══ INPUT ══
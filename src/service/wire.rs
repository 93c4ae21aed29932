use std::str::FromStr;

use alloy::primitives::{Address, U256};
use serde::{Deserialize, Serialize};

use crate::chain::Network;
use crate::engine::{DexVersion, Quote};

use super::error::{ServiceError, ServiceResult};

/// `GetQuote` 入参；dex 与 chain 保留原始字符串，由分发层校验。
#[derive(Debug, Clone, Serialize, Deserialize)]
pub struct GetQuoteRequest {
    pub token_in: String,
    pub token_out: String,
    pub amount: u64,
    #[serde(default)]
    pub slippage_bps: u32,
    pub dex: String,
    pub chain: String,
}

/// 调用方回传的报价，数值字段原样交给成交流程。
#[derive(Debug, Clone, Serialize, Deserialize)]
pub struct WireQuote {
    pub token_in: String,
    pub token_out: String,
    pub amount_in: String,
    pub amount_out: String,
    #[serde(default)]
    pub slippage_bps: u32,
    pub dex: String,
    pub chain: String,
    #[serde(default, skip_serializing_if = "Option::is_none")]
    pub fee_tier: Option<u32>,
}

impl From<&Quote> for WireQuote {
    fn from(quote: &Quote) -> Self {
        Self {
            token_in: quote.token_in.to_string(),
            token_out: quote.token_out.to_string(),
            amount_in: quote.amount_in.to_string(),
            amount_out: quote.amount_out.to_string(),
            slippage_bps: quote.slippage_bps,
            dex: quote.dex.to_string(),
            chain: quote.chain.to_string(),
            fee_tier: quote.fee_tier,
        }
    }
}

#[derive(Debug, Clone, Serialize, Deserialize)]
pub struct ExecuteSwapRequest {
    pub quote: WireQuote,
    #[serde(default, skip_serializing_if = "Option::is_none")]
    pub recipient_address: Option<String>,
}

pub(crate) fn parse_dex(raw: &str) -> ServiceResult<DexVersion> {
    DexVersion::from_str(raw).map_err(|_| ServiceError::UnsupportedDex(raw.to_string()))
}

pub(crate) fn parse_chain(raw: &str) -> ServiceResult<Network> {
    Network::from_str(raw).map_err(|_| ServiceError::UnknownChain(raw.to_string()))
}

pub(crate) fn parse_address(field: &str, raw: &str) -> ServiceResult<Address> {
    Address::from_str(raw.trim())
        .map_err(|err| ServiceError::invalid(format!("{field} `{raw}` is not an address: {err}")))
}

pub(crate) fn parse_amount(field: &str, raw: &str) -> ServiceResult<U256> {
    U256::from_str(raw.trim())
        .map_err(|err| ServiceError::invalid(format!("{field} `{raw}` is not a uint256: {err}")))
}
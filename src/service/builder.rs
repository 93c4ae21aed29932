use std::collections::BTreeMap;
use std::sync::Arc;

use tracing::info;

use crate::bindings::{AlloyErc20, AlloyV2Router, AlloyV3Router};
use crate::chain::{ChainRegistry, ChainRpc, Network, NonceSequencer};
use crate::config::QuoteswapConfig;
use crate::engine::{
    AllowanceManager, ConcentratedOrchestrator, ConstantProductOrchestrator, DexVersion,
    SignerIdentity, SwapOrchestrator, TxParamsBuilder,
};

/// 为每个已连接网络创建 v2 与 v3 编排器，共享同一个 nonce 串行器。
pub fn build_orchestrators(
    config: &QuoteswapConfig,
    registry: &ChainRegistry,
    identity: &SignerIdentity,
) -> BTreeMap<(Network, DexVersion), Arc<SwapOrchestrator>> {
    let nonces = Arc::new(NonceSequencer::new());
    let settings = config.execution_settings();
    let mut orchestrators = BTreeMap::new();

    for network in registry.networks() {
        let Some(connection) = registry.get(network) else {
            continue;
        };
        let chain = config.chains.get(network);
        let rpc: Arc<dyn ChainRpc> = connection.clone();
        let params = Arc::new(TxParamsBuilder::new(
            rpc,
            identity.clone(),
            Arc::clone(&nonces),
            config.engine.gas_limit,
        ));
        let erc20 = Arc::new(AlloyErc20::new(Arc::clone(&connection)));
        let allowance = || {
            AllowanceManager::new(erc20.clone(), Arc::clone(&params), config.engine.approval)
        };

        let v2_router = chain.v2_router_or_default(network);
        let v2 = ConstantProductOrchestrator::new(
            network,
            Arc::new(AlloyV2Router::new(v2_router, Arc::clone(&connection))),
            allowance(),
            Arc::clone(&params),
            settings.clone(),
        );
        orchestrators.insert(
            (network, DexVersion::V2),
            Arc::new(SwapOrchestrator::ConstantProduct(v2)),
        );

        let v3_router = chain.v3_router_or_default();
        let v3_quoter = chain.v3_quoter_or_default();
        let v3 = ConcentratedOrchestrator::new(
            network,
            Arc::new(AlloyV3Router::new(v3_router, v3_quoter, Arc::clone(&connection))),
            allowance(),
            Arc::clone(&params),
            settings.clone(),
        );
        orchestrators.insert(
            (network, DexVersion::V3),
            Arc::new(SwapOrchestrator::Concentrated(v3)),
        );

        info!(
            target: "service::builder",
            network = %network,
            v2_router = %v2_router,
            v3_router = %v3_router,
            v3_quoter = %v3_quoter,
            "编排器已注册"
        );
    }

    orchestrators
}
═══
══ INPUT ══
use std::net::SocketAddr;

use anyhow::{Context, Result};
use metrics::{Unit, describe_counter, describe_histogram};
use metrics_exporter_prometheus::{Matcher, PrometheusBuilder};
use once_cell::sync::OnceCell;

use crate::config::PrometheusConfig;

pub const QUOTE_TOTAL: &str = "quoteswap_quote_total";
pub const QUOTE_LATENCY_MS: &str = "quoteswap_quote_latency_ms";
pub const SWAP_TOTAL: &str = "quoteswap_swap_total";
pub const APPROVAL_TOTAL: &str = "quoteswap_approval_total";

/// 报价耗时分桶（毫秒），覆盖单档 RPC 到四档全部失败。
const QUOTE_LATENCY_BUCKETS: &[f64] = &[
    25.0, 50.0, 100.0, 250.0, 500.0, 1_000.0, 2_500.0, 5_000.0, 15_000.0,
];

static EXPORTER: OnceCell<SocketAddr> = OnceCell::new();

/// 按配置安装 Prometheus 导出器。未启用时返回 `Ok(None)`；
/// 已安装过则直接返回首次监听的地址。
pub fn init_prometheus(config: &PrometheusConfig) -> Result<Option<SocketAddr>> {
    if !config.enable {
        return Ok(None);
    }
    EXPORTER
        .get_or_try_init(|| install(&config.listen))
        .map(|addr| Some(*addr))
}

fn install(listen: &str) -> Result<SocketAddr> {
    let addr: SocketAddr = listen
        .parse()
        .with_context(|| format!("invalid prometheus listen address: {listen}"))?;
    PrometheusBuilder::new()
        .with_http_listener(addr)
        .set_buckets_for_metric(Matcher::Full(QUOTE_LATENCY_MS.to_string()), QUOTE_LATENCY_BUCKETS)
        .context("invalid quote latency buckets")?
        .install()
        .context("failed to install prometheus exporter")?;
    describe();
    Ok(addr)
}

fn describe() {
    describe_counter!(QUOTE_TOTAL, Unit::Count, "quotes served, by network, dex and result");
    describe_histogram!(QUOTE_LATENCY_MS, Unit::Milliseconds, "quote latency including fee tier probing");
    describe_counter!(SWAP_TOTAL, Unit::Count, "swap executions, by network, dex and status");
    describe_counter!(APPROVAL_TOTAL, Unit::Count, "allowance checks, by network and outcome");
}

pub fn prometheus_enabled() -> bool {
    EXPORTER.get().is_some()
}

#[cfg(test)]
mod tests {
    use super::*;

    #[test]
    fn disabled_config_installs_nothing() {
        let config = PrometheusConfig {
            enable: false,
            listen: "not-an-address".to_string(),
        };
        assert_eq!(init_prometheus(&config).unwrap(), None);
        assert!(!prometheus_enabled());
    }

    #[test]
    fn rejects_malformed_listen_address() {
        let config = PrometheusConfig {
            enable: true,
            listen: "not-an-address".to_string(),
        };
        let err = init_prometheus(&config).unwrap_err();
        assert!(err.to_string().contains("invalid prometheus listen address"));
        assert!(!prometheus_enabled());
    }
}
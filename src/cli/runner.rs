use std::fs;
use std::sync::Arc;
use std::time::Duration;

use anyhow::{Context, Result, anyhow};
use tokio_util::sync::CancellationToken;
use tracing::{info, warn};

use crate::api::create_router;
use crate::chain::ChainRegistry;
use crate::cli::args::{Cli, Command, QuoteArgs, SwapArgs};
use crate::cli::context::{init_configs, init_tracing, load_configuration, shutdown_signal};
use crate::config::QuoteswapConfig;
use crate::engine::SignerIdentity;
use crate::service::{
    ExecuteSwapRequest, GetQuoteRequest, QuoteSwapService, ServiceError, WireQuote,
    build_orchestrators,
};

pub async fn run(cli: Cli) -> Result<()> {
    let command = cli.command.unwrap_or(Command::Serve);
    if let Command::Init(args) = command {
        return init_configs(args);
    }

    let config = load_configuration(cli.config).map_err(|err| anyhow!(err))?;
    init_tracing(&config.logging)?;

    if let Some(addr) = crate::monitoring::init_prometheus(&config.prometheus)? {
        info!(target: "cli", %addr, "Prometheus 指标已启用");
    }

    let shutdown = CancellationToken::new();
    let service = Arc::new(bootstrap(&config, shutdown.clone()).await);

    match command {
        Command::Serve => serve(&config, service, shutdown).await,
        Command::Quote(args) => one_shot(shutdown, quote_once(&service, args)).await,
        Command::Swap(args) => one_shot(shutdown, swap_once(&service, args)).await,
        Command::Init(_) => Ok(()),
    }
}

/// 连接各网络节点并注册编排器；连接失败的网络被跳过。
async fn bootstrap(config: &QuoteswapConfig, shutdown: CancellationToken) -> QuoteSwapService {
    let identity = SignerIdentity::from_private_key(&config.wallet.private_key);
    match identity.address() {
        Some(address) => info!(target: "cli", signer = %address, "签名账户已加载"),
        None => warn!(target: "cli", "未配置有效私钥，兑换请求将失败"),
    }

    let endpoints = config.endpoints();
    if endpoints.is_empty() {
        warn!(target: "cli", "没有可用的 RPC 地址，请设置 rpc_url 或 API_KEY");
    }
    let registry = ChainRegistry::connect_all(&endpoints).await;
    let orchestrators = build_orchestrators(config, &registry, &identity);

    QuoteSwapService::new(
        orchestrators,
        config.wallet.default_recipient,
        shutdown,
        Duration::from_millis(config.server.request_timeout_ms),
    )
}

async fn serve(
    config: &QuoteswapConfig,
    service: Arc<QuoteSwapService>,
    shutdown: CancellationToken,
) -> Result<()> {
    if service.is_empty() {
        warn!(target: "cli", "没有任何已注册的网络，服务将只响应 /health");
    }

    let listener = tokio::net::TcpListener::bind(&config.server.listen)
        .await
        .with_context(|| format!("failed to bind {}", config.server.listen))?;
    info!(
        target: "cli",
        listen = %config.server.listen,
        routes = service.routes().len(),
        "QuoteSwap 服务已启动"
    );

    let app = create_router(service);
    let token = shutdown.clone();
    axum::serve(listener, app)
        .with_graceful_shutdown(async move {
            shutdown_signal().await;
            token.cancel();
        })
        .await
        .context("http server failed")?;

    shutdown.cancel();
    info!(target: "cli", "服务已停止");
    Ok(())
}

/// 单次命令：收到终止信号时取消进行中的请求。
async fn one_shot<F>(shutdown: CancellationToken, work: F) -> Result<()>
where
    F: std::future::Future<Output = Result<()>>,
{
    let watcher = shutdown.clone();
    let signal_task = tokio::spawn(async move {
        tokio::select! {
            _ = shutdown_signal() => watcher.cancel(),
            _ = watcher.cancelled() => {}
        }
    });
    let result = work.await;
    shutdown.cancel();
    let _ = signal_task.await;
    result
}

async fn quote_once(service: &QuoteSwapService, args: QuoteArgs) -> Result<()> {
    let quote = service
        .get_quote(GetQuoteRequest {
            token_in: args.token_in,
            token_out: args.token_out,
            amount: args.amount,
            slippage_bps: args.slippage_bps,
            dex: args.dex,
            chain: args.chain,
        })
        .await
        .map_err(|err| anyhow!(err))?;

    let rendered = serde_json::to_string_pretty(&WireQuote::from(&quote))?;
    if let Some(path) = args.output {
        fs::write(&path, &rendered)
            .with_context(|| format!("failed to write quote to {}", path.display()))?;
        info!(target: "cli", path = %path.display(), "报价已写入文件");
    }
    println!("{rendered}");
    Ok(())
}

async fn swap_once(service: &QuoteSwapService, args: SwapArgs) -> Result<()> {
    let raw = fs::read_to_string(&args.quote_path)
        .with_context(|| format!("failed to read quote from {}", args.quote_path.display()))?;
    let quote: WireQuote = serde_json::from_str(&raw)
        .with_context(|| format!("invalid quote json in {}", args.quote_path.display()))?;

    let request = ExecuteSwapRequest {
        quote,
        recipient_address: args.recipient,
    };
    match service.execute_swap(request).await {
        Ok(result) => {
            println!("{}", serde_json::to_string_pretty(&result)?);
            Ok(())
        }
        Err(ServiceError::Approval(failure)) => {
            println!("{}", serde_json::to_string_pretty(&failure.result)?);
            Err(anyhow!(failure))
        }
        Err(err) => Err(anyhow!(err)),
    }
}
═══
══ INPUT ══
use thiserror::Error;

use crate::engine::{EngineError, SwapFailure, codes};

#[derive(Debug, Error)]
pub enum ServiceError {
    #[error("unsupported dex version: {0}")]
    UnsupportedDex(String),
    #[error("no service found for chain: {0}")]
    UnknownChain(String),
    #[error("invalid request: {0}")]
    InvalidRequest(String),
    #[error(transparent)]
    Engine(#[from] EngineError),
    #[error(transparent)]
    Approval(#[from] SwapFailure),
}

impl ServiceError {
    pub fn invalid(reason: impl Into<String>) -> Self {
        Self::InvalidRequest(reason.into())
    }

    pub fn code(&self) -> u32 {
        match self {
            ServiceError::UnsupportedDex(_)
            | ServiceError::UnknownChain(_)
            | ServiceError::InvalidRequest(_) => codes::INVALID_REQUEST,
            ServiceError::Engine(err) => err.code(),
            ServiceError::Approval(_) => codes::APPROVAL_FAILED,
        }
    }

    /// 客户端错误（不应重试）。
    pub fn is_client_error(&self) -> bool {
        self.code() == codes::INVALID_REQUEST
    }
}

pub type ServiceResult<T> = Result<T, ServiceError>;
═══
_WORK TASK:_ From the entries above, restate word for word the lines from the line containing "Self::InvalidRequest(reason.into())" to the line containing "pub type ServiceResult<T>", both ends included, and nothing more.

_REPLY:_
        Self::InvalidRequest(reason.into())
    }

    pub fn code(&self) -> u32 {
        match self {
            ServiceError::UnsupportedDex(_)
            | ServiceError::UnknownChain(_)
            | ServiceError::InvalidRequest(_) => codes::INVALID_REQUEST,
            ServiceError::Engine(err) => err.code(),
            ServiceError::Approval(_) => codes::APPROVAL_FAILED,
        }
    }

    /// 客户端错误（不应重试）。
    pub fn is_client_error(&self) -> bool {
        self.code() == codes::INVALID_REQUEST
    }
}

pub type ServiceResult<T> = Result<T, ServiceError>;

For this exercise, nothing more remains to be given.